We can keep going and say that the integer a=3 is equal to 0\dots 011 by padding-out (as they say) as many leading zeros as we wish. The more leading zeroes we append, the more qubits we need to add to our quantum register, and the higher dimension of our problem.

So, for now, let us work with just one leading zero so that a = 3 = 011 and hence, we have n=3 qubits and thus the dimension of our system is N = 2^n = 2^3 = 8. Recall, the dimension is eight because qubits are two-state systems (i.e. the alphabet has two letters) and have 2 degrees of freedom, hence why we raise two to the power of 3, and not one.

For each of the three symbol slots in the 3-dimensional binary representation 011 we could instead do away with any specific reference to an alphabet of symbols and just write a_1 a_2 a_3 (indexed by the natural numbers) as the binary representation of the integer a = 3. In this case we would have a_1 = 0 and a_2 = a_3 = 1.

But keep in mind that for a arbitrary integer 0 \leq a \leq 7 the binary expansion would be a_1 a_2 a_3, i.e. just 3 digits long, as we prescribed. The second we go above 7 we need a new symbol slot, an extra qubit, an extra dimension.

Binary Representations

What we need now is a formula for the binary expansion given any length n that we desire. Thinking about this for a minute or two we realise that

\displaystyle a = 3 = 0 + 2 + 1

Why did we bother with the zero in that sum? Well, there is good reason and it has to do with the number of qubits we chose initially. Since we are working with 3 qubits we want 3 summands. This is because we can re-write the above sum as

\displaystyle a = 3 = 0 + 2 + 1 = (2^2 \cdot 0) + (2^1 \cdot 2) + (2^0 \cdot 1)

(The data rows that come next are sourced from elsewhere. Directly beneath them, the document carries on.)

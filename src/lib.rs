//! Archive Discord attachments to the Internet Archive.
//!
//! [`command::UploadCommand`] drives the pipeline; [`archive`] holds the
//! pieces it composes and [`discord`] wires it to a serenity client.

pub mod archive;
pub mod command;
pub mod config;
pub mod discord;

pub use command::{Reply, UploadCommand, UploadLimits};
pub use config::Config;
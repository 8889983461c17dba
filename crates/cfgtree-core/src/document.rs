// Dweve CfgTree - Comment-Preserving Configuration Trees
//
// Copyright (c) 2025 Dweve IP B.V. and individual contributors.
//
// SPDX-License-Identifier: Apache-2.0
//
// Licensed under the Apache License, Version 2.0 (the "License");
// you may not use this file except in compliance with the License.
// You may obtain a copy of the License in the LICENSE file at the
// root of this repository or at: http://www.apache.org/licenses/LICENSE-2.0
//
// Unless required by applicable law or agreed to in writing, software
// distributed under the License is distributed on an "AS IS" BASIS,
// WITHOUT WARRANTIES OR CONDITIONS OF ANY KIND, either express or implied.
// See the License for the specific language governing permissions and
// limitations under the License.

//! The config document: ordered tree plus flat dotted-path index.
//!
//! The tree drives serialization; the index answers lookups. Every mutation
//! updates both before returning, so for each indexed path there is exactly
//! one reachable key node holding that value, and every value-bearing key
//! node is indexed under its path.

use crate::lex::is_valid_value;
use crate::node::{BlankNode, CommentNode, KeyNode, Node, NodeId};
use crate::options::ConfigOptions;
use crate::path::{join_path, split_path};
use crate::tree::Tree;
use std::collections::BTreeMap;

/// Dotted path -> value-bearing key node.
pub(crate) type FlatIndex = BTreeMap<String, NodeId>;

/// A parsed config file.
///
/// # Examples
///
/// ```
/// use cfgtree_core::Document;
///
/// let mut doc = Document::new();
/// doc.load_from_text("# service\nserver:\n  host: localhost # dev\n  port: 80").unwrap();
///
/// assert_eq!(doc.get("server.port"), Some("80"));
/// assert_eq!(doc.put("server.port", "8080"), Some("80".to_string()));
///
/// assert_eq!(
///     doc.save_to_text(),
///     "# service\nserver:\n  host: localhost # dev\n  port: 8080"
/// );
/// ```
#[derive(Debug, Clone, Default)]
pub struct Document {
    pub(crate) tree: Tree,
    pub(crate) index: FlatIndex,
    pub(crate) options: ConfigOptions,
}

impl Document {
    /// Create an empty document with default options.
    pub fn new() -> Self {
        Self::default()
    }

    /// Create an empty document with the given options.
    pub fn with_options(options: ConfigOptions) -> Self {
        Self {
            options,
            ..Self::default()
        }
    }

    /// The options in effect.
    pub fn options(&self) -> &ConfigOptions {
        &self.options
    }

    /// Spaces written per nesting level.
    pub fn spaces_per_indent(&self) -> usize {
        self.options.spaces_per_indent
    }

    /// Change the spaces written per nesting level. Existing comments and
    /// blank runs keep their literal indentation.
    ///
    /// Zero would write every key at column 0 and flatten the document, so it
    /// is raised to one.
    pub fn set_spaces_per_indent(&mut self, spaces: usize) {
        self.options.spaces_per_indent = spaces.max(1);
    }

    /// The underlying tree, for structural inspection.
    pub fn tree(&self) -> &Tree {
        &self.tree
    }

    // ==================== Read accessors ====================

    /// Look up the value at a dotted path. The path is an opaque index key.
    pub fn get(&self, path: &str) -> Option<&str> {
        let id = self.index.get(path)?;
        self.tree.key_node(*id)?.value()
    }

    /// Look up a value, falling back to `default`.
    pub fn get_or_default<'a>(&'a self, path: &str, default: &'a str) -> &'a str {
        self.get(path).unwrap_or(default)
    }

    /// Check if a value is stored at the path.
    pub fn contains_key(&self, path: &str) -> bool {
        self.index.contains_key(path)
    }

    /// Check if any path holds this value.
    pub fn contains_value(&self, value: &str) -> bool {
        self.values().any(|v| v == value)
    }

    /// Number of stored values.
    pub fn len(&self) -> usize {
        self.index.len()
    }

    /// Check if no values are stored. Comments and blank lines don't count.
    pub fn is_empty(&self) -> bool {
        self.index.is_empty()
    }

    /// All value paths, in sorted order.
    pub fn keys(&self) -> impl Iterator<Item = &str> + '_ {
        self.index.keys().map(String::as_str)
    }

    /// All values, ordered by path.
    pub fn values(&self) -> impl Iterator<Item = &str> + '_ {
        self.entries().map(|(_, v)| v)
    }

    /// All `(path, value)` pairs, in sorted path order.
    pub fn entries(&self) -> impl Iterator<Item = (&str, &str)> + '_ {
        self.index.iter().filter_map(|(path, id)| {
            let value = self.tree.key_node(*id)?.value()?;
            Some((path.as_str(), value))
        })
    }

    /// Owned snapshot of every `(path, value)` pair.
    pub fn to_map(&self) -> BTreeMap<String, String> {
        self.entries()
            .map(|(k, v)| (k.to_string(), v.to_string()))
            .collect()
    }

    /// The key node a path resolves to, valued or not.
    pub fn node_at(&self, path: &str) -> Option<&KeyNode> {
        let id = match self.index.get(path) {
            Some(id) => *id,
            None => self.tree.resolve(&split_path(path)?)?,
        };
        self.tree.key_node(id)
    }

    // ==================== Mutation API ====================

    /// Set the value at a dotted path, creating missing section nodes.
    ///
    /// Returns the previous value. Nothing changes and `None` is returned
    /// when the path is empty, has an empty segment such as `"a..b"`, or has
    /// a segment that could not be read back as a key; unlike
    /// [`load_from_text`](Self::load_from_text) this is not an error.
    ///
    /// The same applies to a value that would not load back unchanged: an
    /// empty value, one with surrounding whitespace, or one containing `:`,
    /// `#` or a line break. See [`is_valid_value`](crate::lex::is_valid_value).
    pub fn put(&mut self, path: &str, value: impl Into<String>) -> Option<String> {
        self.put_with_comment(path, value, None)
    }

    /// Like [`put`](Self::put), also setting a trailing comment.
    ///
    /// A comment starting with `#` (after optional spaces) is kept as is,
    /// with one space added in front if it has none. Any other text is
    /// written as ` # text`. `None`, an empty string or text with a line
    /// break leaves an existing comment untouched.
    pub fn put_with_comment(
        &mut self,
        path: &str,
        value: impl Into<String>,
        comment: Option<&str>,
    ) -> Option<String> {
        let value = value.into();
        if !is_valid_value(&value) {
            return None;
        }
        let id = match self.index.get(path) {
            Some(id) => *id,
            None => self.ensure_path(path)?,
        };

        let node = self.tree.key_node_mut(id)?;
        // A bare `key:` header gains the usual single space once it holds a value
        if node.value.is_none() && node.colon_space == 0 {
            node.colon_space = 1;
        }
        let previous = node.value.replace(value);
        let comment = comment.filter(|c| !c.is_empty() && !c.contains(['\n', '\r']));
        if let Some(comment) = comment {
            node.comment = Some(normalize_comment(comment));
        }
        self.index.insert(path.to_string(), id);
        previous
    }

    /// Insert every pair, in iteration order.
    pub fn put_all<I, K, V>(&mut self, entries: I)
    where
        I: IntoIterator<Item = (K, V)>,
        K: AsRef<str>,
        V: Into<String>,
    {
        for (path, value) in entries {
            self.put(path.as_ref(), value);
        }
    }

    /// Clear the value at a path, keeping the node and all of its children.
    ///
    /// Child values stay reachable under their own paths, and the line is
    /// written as a bare `key:` from then on. Returns the previous value; a
    /// missing path or an empty one is a no-op.
    pub fn remove(&mut self, path: &str) -> Option<String> {
        split_path(path)?;
        let id = self.index.remove(path)?;
        let node = self.tree.key_node_mut(id)?;
        node.colon_space = 0;
        node.value.take()
    }

    /// Delete the node at a path together with its whole subtree.
    ///
    /// Every value below the node leaves the index as well. Returns the value
    /// that was at `path`; a missing path or an empty one is a no-op.
    pub fn kill(&mut self, path: &str) -> Option<String> {
        let segments = split_path(path)?;
        let target = self
            .tree
            .resolve(&segments)
            .or_else(|| self.index.get(path).copied())?;
        let previous = self.tree.key_node(target)?.value.clone();

        self.purge_index(target, path);
        self.tree.remove_subtree(target);
        previous
    }

    /// Append a standalone comment line at the end of the document.
    ///
    /// The text is written after `indent_level * spaces_per_indent` spaces and
    /// a `#`; include any space wanted after the `#` in `text`.
    pub fn add_comment(&mut self, text: &str, indent_level: usize) {
        let indent = " ".repeat(indent_level * self.options.spaces_per_indent);
        let line = format!("{}#{}", indent, text);
        self.tree
            .push(Tree::ROOT, Node::Comment(CommentNode::new(line)));
    }

    /// Append `count` blank lines at the end of the document, each holding
    /// `indent_level * spaces_per_indent` spaces. A count of zero is a no-op.
    pub fn add_blank_lines(&mut self, count: usize, indent_level: usize) {
        if count == 0 {
            return;
        }
        let indent = indent_level * self.options.spaces_per_indent;
        self.tree
            .push(Tree::ROOT, Node::Blank(BlankNode::new(count, indent)));
    }

    /// Remove every key, comment and blank line.
    pub fn clear(&mut self) {
        self.tree.clear();
        self.index.clear();
    }

    /// Walk the path from the root, creating bare `key:` nodes as needed.
    fn ensure_path(&mut self, path: &str) -> Option<NodeId> {
        let segments = split_path(path)?;
        let mut current = Tree::ROOT;
        for segment in segments {
            current = match self.tree.child_by_key(current, segment) {
                Some(id) => id,
                None => self
                    .tree
                    .push(current, Node::Key(KeyNode::new(segment))),
            };
        }
        Some(current)
    }

    /// Drop index entries for `root` and every key node below it.
    fn purge_index(&mut self, root: NodeId, root_path: &str) {
        let mut pending = vec![(root, root_path.to_string())];
        while let Some((id, path)) = pending.pop() {
            let Some(node) = self.tree.key_node(id) else {
                continue;
            };
            if self.index.get(&path) == Some(&id) {
                self.index.remove(&path);
            }
            for &child in node.children() {
                if let Some(child_node) = self.tree.key_node(child) {
                    pending.push((child, join_path(&path, child_node.key())));
                }
            }
        }
    }
}

fn normalize_comment(comment: &str) -> String {
    if comment.trim_start_matches(' ').starts_with('#') {
        if comment.starts_with(' ') {
            comment.to_string()
        } else {
            format!(" {}", comment)
        }
    } else {
        format!(" # {}", comment)
    }
}

#[cfg(feature = "serde")]
impl serde::Serialize for Document {
    fn serialize<S: serde::Serializer>(&self, serializer: S) -> Result<S::Ok, S::Error> {
        use serde::ser::SerializeMap;

        let mut map = serializer.serialize_map(Some(self.len()))?;
        for (path, value) in self.entries() {
            map.serialize_entry(path, value)?;
        }
        map.end()
    }
}
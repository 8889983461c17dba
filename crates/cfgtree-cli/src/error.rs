// Dweve CfgTree - Comment-Preserving Configuration Trees
//
// Copyright (c) 2025 Dweve IP B.V. and individual contributors.
//
// SPDX-License-Identifier: Apache-2.0
//
// Licensed under the Apache License, Version 2.0 (the "License");
// you may not use this file except in compliance with the License.
// You may obtain a copy of the License in the LICENSE file at the
// root of this repository or at: http://www.apache.org/licenses/LICENSE-2.0
//
// Unless required by applicable law or agreed to in writing, software
// distributed under the License is distributed on an "AS IS" BASIS,
// WITHOUT WARRANTIES OR CONDITIONS OF ANY KIND, either express or implied.
// See the License for the specific language governing permissions and
// limitations under the License.

//! Structured error types for the cfgtree CLI.
//!
//! All commands return `Result<(), CliError>`; `main` prints the error and
//! exits non-zero.

use cfgtree_core::ConfigError;
use std::io;
use std::path::PathBuf;
use thiserror::Error;

/// The main error type for cfgtree CLI operations.
#[derive(Error, Debug, Clone)]
pub enum CliError {
    /// I/O operation failed (file read or write, stdout).
    #[error("I/O error for '{path}': {message}")]
    Io {
        /// The file path that caused the error
        path: PathBuf,
        /// The error message
        message: String,
    },

    /// Loading or saving the config document failed.
    #[error("{0}")]
    Config(String),

    /// No value (or no node, for `kill`) at the requested key.
    #[error("Key '{key}' not found")]
    KeyNotFound {
        /// The dotted key path
        key: String,
    },

    /// The key path is empty or has a segment that is not a valid key.
    #[error("Invalid key '{key}': segments must be non-empty and free of ':', '#' and surrounding spaces")]
    InvalidKey {
        /// The dotted key path
        key: String,
    },

    /// The value would not load back unchanged.
    #[error("Invalid value '{value}': must be non-empty and free of ':', '#' and surrounding spaces")]
    InvalidValue {
        /// The rejected value
        value: String,
    },

    /// File is not in canonical form (`format --check`).
    #[error("File '{path}' is not in canonical form")]
    NotCanonical {
        /// The checked file
        path: PathBuf,
    },

    /// JSON serialization error.
    #[error("JSON format error: {0}")]
    Json(String),
}

impl CliError {
    /// Create an I/O error with file path context.
    pub fn io_error(path: impl Into<PathBuf>, source: io::Error) -> Self {
        Self::Io {
            path: path.into(),
            message: source.to_string(),
        }
    }

    /// Create a key-not-found error.
    pub fn key_not_found(key: impl Into<String>) -> Self {
        Self::KeyNotFound { key: key.into() }
    }

    /// Create an invalid-key error.
    pub fn invalid_key(key: impl Into<String>) -> Self {
        Self::InvalidKey { key: key.into() }
    }

    /// Create an invalid-value error.
    pub fn invalid_value(value: impl Into<String>) -> Self {
        Self::InvalidValue {
            value: value.into(),
        }
    }
}

impl From<ConfigError> for CliError {
    fn from(err: ConfigError) -> Self {
        Self::Config(err.to_string())
    }
}

impl From<serde_json::Error> for CliError {
    fn from(err: serde_json::Error) -> Self {
        Self::Json(err.to_string())
    }
}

This is the standard binary representation of an integer a. Those exponents 2^2,\, 2^1,\, 2^0 are like coefficients. Indeed for any integer 0 \leq a \leq 7, we would have

\displaystyle a = (2^2 \cdot a_1) + (2^1 \cdot a_2) + (2^0 \cdot a_3)

which generalises to any integer a \in \mathbb{Z},

\displaystyle a = 2^{n-1}\cdot a_1 + 2^{n-2}\cdot a_2 + \cdots + 2^1 \cdot a_{n-1} + 2^0 \cdot a_n

where a_i \in \{0,1\}.

We can go one step further and write this sum more compactly as

\displaystyle a = \sum_{j=1}^{n} 2^{n-j} a_j

With a dimension/string-length n=3, we can plug in an integer, say a=3. in to this formula to get:

\displaystyle 3 = \sum_{j=1}^{3} 2^{n-j}a_j = 2^{3-1} a_1 + 2^{3-2} a_2 + 2^{3-3} a_3 = 4a_1 + 2a_2 + a_3

So we get the (n=3) equation for a = 3 to be:

\displaystyle \sum_{j=1}^{3} 2^{n-j}a_j = 4a_1 + 2a_2 + a_3 = 3

which has a solution (in the group (\mathbb{Z}_2,\cdot)) given by

\displaystyle a_1 = 0, \quad\quad\quad\quad a_2 = a_3 = 1

Thus, according to the formula, the (n=3) binary expansion of the integer 3 is:

\displaystyle a_1a_2a_3 = 011

and that’s how you do it.

Why Binary Structure Matters for Phase Kickback

Since the generalised Hadamard outputs amplitudes of the form 

\omega^{xz} = e^{2\pi i (xz) / 2^n}

the product xz must be evaluated using binary multiplication. And this is crucial! When you multiply by an integer x, the resuling phase breaks into a product of phases, each corresponding to each qubit x_j. Thus, with an integer with binary representation such as,

x = \displaystyle\sum_{j=0}^{n-1} x_j 2^j

we have that

\displaystyle\frac{xz}{2^n} = \displaystyle\sum_{j=0}^{n-1} x_j\frac{2^j z}{2^n} = \displaystyle\sum_{j=0}^{n-1} x_j\frac{y}{2^{n-j}}

resulting in

e^{2\pi i (xz) / 2^n} = \displaystyle\prod_{j=0}^{n-1}e^{2\pi i x_j z / 2^{n-j}}

And since each x_j \in \{0,1\}, each bit simply toggles whether a phase rotation is applied or not.

The Controlled-U Gate

As mentioned briefly in the introduction, we aim to be able to transfer information from a target qubit to the phase of a control qubit. To do this we will need a controlled unitary operator.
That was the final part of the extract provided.